(INSTRUCTIONS TO FOLLOW)
Begin at the top of the records and copy each line exactly. The line containing "std::env::set_current_dir(dir)" is the last one to include.

(EXCERPTED RECORDS)
□ □ □ □

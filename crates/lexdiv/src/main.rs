//! lexdiv CLI
#![deny(unsafe_code)]

use anyhow::Context;
use clap::Parser;
use lexdiv::{Cli, Commands, commands, observability};
use lexdiv_core::config::ConfigLoader;
use tracing::debug;

fn main() -> anyhow::Result<()> {
    let cli = Cli::parse();
    cli.color.apply();

    if cli.version_only {
        println!("{}", env!("CARGO_PKG_VERSION"));
        return Ok(());
    }

    // arg_required_else_help ensures we have --version-only or a subcommand
    let Some(command) = cli.command else {
        return Ok(());
    };

    if let Some(ref dir) = cli.chdir {
        std::env::set_current_dir(dir)
            .with_context(|| format!("failed to change directory to {}", dir.display()))?;
    }

    let cwd = std::env::current_dir().context("failed to determine current directory")?;
    let cwd = camino::Utf8PathBuf::try_from(cwd).map_err(|e| {
        anyhow::anyhow!(
            "current directory is not valid UTF-8: {}",
            e.into_path_buf().display()
        )
    })?;
    let mut loader = ConfigLoader::new().with_project_search(&cwd);
    if let Some(ref config_path) = cli.config {
        let config_path = camino::Utf8PathBuf::try_from(config_path.clone()).map_err(|e| {
            anyhow::anyhow!(
                "config path is not valid UTF-8: {}",
                e.into_path_buf().display()
            )
        })?;
        loader = loader.with_file(&config_path);
    }
    let (config, config_sources) = loader.load().context("failed to load configuration")?;

    let obs_config = observability::ObservabilityConfig::from_env_with_overrides(
        config
            .log_dir
            .as_ref()
            .map(|dir| dir.as_std_path().to_path_buf()),
    );
    let env_filter = observability::env_filter(cli.quiet, cli.verbose, config.log_level.as_str());
    let _guard = observability::init_observability(&obs_config, env_filter)
        .context("failed to initialize logging/tracing")?;

    debug!(
        verbose = cli.verbose,
        quiet = cli.quiet,
        json = cli.json,
        color = ?cli.color,
        chdir = ?cli.chdir,
        "CLI initialized"
    );

    let max_input = config.input_limit();

    let result = match command {
        Commands::Score(args) => commands::score::cmd_score(args, cli.json, &config, max_input),
        Commands::Tokens(args) => commands::tokens::cmd_tokens(args, cli.json, &config, max_input),
        Commands::Info(args) => commands::info::cmd_info(args, cli.json, &config, &config_sources),
        #[cfg(feature = "mcp")]
        Commands::Serve(args) => {
            let rt = tokio::runtime::Runtime::new()
                .context("failed to create async runtime for MCP server")?;
            rt.block_on(commands::serve::cmd_serve(args, max_input, config))
        }
    };
    if let Err(ref err) = result {
        tracing::error!(error = %err, "fatal error");
    }
    result
}
//! Library interface for the `lexdiv` CLI.
//!
//! This crate exposes the CLI's argument parser and command structure as a library,
//! primarily for documentation generation and testing. The actual entry point is
//! in `main.rs`.
//!
//! # Structure
//!
//! - [`Cli`] - The root argument parser (clap derive)
//! - [`Commands`] - Available subcommands
//! - [`commands`] - Command implementations
//!
//! # Documentation Generation
//!
//! The [`command()`] function returns the clap `Command` for generating man pages
//! and shell completions via `xtask`.

pub mod commands;
pub mod observability;

#[cfg(feature = "clipboard")]
pub mod clipboard;

#[cfg(feature = "mcp")]
pub mod server;

use clap::{CommandFactory, Parser, Subcommand};
use std::path::PathBuf;

/// Color output preference.
#[derive(Debug, Clone, Copy, Default, clap::ValueEnum)]
pub enum ColorChoice {
    /// Detect terminal capabilities automatically.
    #[default]
    Auto,
    /// Always emit colors.
    Always,
    /// Never emit colors.
    Never,
}

impl ColorChoice {
    /// Configure global color output based on this choice.
    ///
    /// Call this once at startup to set the color mode.
    pub fn apply(self) {
        match self {
            Self::Auto => {}
            Self::Always => owo_colors::set_override(true),
            Self::Never => owo_colors::set_override(false),
        }
    }
}

const ENV_HELP: &str = "\
ENVIRONMENT VARIABLES:
    RUST_LOG               Log filter (e.g., debug, lexdiv_core=trace)
    LEXDIV_LOG_PATH        Explicit log file path
    LEXDIV_LOG_DIR         Log directory
    LEXDIV_PRESET          Report preset (dual, single)
    LEXDIV_<FIELD>         Any other configuration field
";

/// Command-line interface definition for lexdiv.
#[derive(Parser)]
#[command(name = "lexdiv")]
#[command(about = "Lexical diversity (MATTR) scoring for prose", long_about = None)]
#[command(version, arg_required_else_help = true)]
#[command(after_long_help = ENV_HELP)]
pub struct Cli {
    /// The subcommand to execute.
    #[command(subcommand)]
    pub command: Option<Commands>,

    /// Print only the version number (for scripting)
    #[arg(long)]
    pub version_only: bool,

    /// Path to configuration file (overrides discovery)
    #[arg(short, long, global = true, value_name = "FILE")]
    pub config: Option<PathBuf>,

    /// Run as if started in DIR
    #[arg(short = 'C', long, global = true)]
    pub chdir: Option<PathBuf>,

    /// Only print errors (suppresses warnings/info)
    #[arg(short, long, global = true)]
    pub quiet: bool,

    /// More detail (repeatable; e.g. -vv)
    #[arg(short, long, global = true, action = clap::ArgAction::Count)]
    pub verbose: u8,

    /// Colorize output
    #[arg(long, global = true, value_enum, default_value_t)]
    pub color: ColorChoice,

    /// Output as JSON (for scripting)
    #[arg(long, global = true)]
    pub json: bool,
}

/// Available subcommands for the CLI.
#[derive(Subcommand)]
pub enum Commands {
    /// Score lexical diversity (MATTR) of a file or stdin
    Score(commands::score::ScoreArgs),

    /// Print the word tokens the score is computed from
    Tokens(commands::tokens::TokensArgs),

    /// Show package information and resolved configuration
    Info(commands::info::InfoArgs),

    /// Start MCP (Model Context Protocol) server on stdio
    #[cfg(feature = "mcp")]
    Serve(commands::serve::ServeArgs),
}

/// Returns the clap command for documentation generation
pub fn command() -> clap::Command {
    Cli::command()
}

#[cfg(test)]
mod tests {
    use super::*;

    #[test]
    fn cli_definition_is_consistent() {
        command().debug_assert();
    }

    #[test]
    fn score_accepts_repeated_windows() {
        let cli = Cli::try_parse_from(["lexdiv", "score", "--window", "50", "--window", "200"])
            .expect("should parse");
        let Some(Commands::Score(args)) = cli.command else {
            panic!("expected score command");
        };
        assert_eq!(args.windows.len(), 2);
        assert_eq!(args.windows[1].get(), 200);
    }

    #[test]
    fn zero_window_is_rejected() {
        assert!(Cli::try_parse_from(["lexdiv", "score", "--window", "0"]).is_err());
    }
}
//! Configuration loading and discovery.
//!
//! This module provides configuration file discovery by:
//! 1. Walking up from the current directory to find project config
//! 2. Loading user config from XDG config directory
//! 3. Merging with sensible defaults
//!
//! # Supported formats
//!
//! The following configuration file formats are supported:
//! - TOML (`.toml`)
//! - YAML (`.yaml`, `.yml`)
//! - JSON (`.json`)
//!
//! # Config file locations (in order of precedence, highest first):
//! - `LEXDIV_*` environment variables
//! - Files passed explicitly (`--config`)
//! - `lexdiv.<ext>` in current directory or any parent
//! - `.lexdiv.<ext>` in current directory or any parent
//! - `~/.config/lexdiv/config.<ext>` (user config)
//!
//! Where `<ext>` is one of: `toml`, `yaml`, `yml`, `json`
//!
//! When multiple files exist in the same directory, all are merged via figment.
//! Later extensions override earlier: toml < yaml < yml < json.
//!
//! # Example
//! ```no_run
//! use camino::Utf8PathBuf;
//! use lexdiv_core::config::ConfigLoader;
//!
//! let cwd = std::env::current_dir().unwrap();
//! let cwd = Utf8PathBuf::try_from(cwd).expect("current directory is not valid UTF-8");
//! let (config, _sources) = ConfigLoader::new()
//!     .with_project_search(&cwd)
//!     .load()
//!     .unwrap();
//! let report_config = config.report_config().unwrap();
//! ```

use camino::{Utf8Path, Utf8PathBuf};
use figment::Figment;
use figment::providers::{Env, Format, Json, Serialized, Toml, Yaml};
use serde::{Deserialize, Serialize};

use crate::DEFAULT_MAX_INPUT_BYTES;
use crate::error::{ConfigError, ConfigResult};
use crate::report::{Preset, ReportConfig, WindowDisplay};
use crate::sanitize::SurrogatePolicy;
use crate::tokenize::WordClass;

/// The configuration for lexdiv.
///
/// Report settings left unset fall back to the chosen [`Preset`].
#[derive(Debug, Clone, Default, Deserialize, Serialize, PartialEq)]
#[serde(default)]
pub struct Config {
    /// Log level for the application (e.g., "debug", "info", "warn", "error").
    pub log_level: LogLevel,
    /// Directory for JSONL log files. No file logging when unset.
    pub log_dir: Option<Utf8PathBuf>,
    /// Maximum input size in bytes (default: 5 MiB).
    ///
    /// Applies to files and stdin in the CLI and to text sent to the MCP
    /// server. Use `disable_input_limit` to remove the limit entirely.
    pub max_input_bytes: Option<usize>,
    /// Disable the input size limit entirely.
    pub disable_input_limit: bool,
    /// Stock report layout: "dual" (default) or "single".
    pub preset: Preset,
    /// Windows to report, replacing the preset's list.
    pub windows: Option<Vec<WindowDisplay>>,
    /// Word count below which the small-sample caveat is shown.
    pub inaccuracy_threshold: Option<usize>,
    /// Caveat text; `{threshold}` is replaced with the threshold.
    pub caveat: Option<String>,
    /// Group the word count in thousands.
    pub group_thousands: Option<bool>,
    /// Separator for grouped word counts (default ",").
    pub thousands_separator: Option<String>,
    /// Word characters: "ascii" (default) or "unicode".
    pub word_class: WordClass,
    /// Surrogate handling: "strip-unpaired" (default) or "strip-all".
    pub surrogates: SurrogatePolicy,
    /// Reduce Markdown to prose before scoring. Defaults to on for `.md` files.
    pub strip_markdown: Option<bool>,
}

impl Config {
    /// Resolve the report settings, layering explicit fields over the preset.
    pub fn report_config(&self) -> ConfigResult<ReportConfig> {
        let mut report = self.preset.report_config();
        if let Some(ref windows) = self.windows {
            report.windows = windows.clone();
        }
        if let Some(threshold) = self.inaccuracy_threshold {
            report.inaccuracy_threshold = threshold;
        }
        if let Some(ref caveat) = self.caveat {
            report.caveat = caveat.clone();
        }
        if let Some(group) = self.group_thousands {
            report.group_thousands = group;
        }
        if let Some(ref separator) = self.thousands_separator {
            report.thousands_separator = separator.clone();
        }
        report.word_class = self.word_class;
        report.surrogates = self.surrogates;

        report.validate()?;
        Ok(report)
    }

    /// Effective input size limit, or `None` when disabled.
    pub fn input_limit(&self) -> Option<usize> {
        if self.disable_input_limit {
            None
        } else {
            Some(self.max_input_bytes.unwrap_or(DEFAULT_MAX_INPUT_BYTES))
        }
    }
}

□ □ □ □

(TASK OUTPUT)
filename crates/lexdiv/src/main.rs
//! lexdiv CLI
#![deny(unsafe_code)]

use anyhow::Context;
use clap::Parser;
use lexdiv::{Cli, Commands, commands, observability};
use lexdiv_core::config::ConfigLoader;
use tracing::debug;

fn main() -> anyhow::Result<()> {
    let cli = Cli::parse();
    cli.color.apply();

    if cli.version_only {
        println!("{}", env!("CARGO_PKG_VERSION"));
        return Ok(());
    }

    // arg_required_else_help ensures we have --version-only or a subcommand
    let Some(command) = cli.command else {
        return Ok(());
    };

    if let Some(ref dir) = cli.chdir {
        std::env::set_current_dir(dir)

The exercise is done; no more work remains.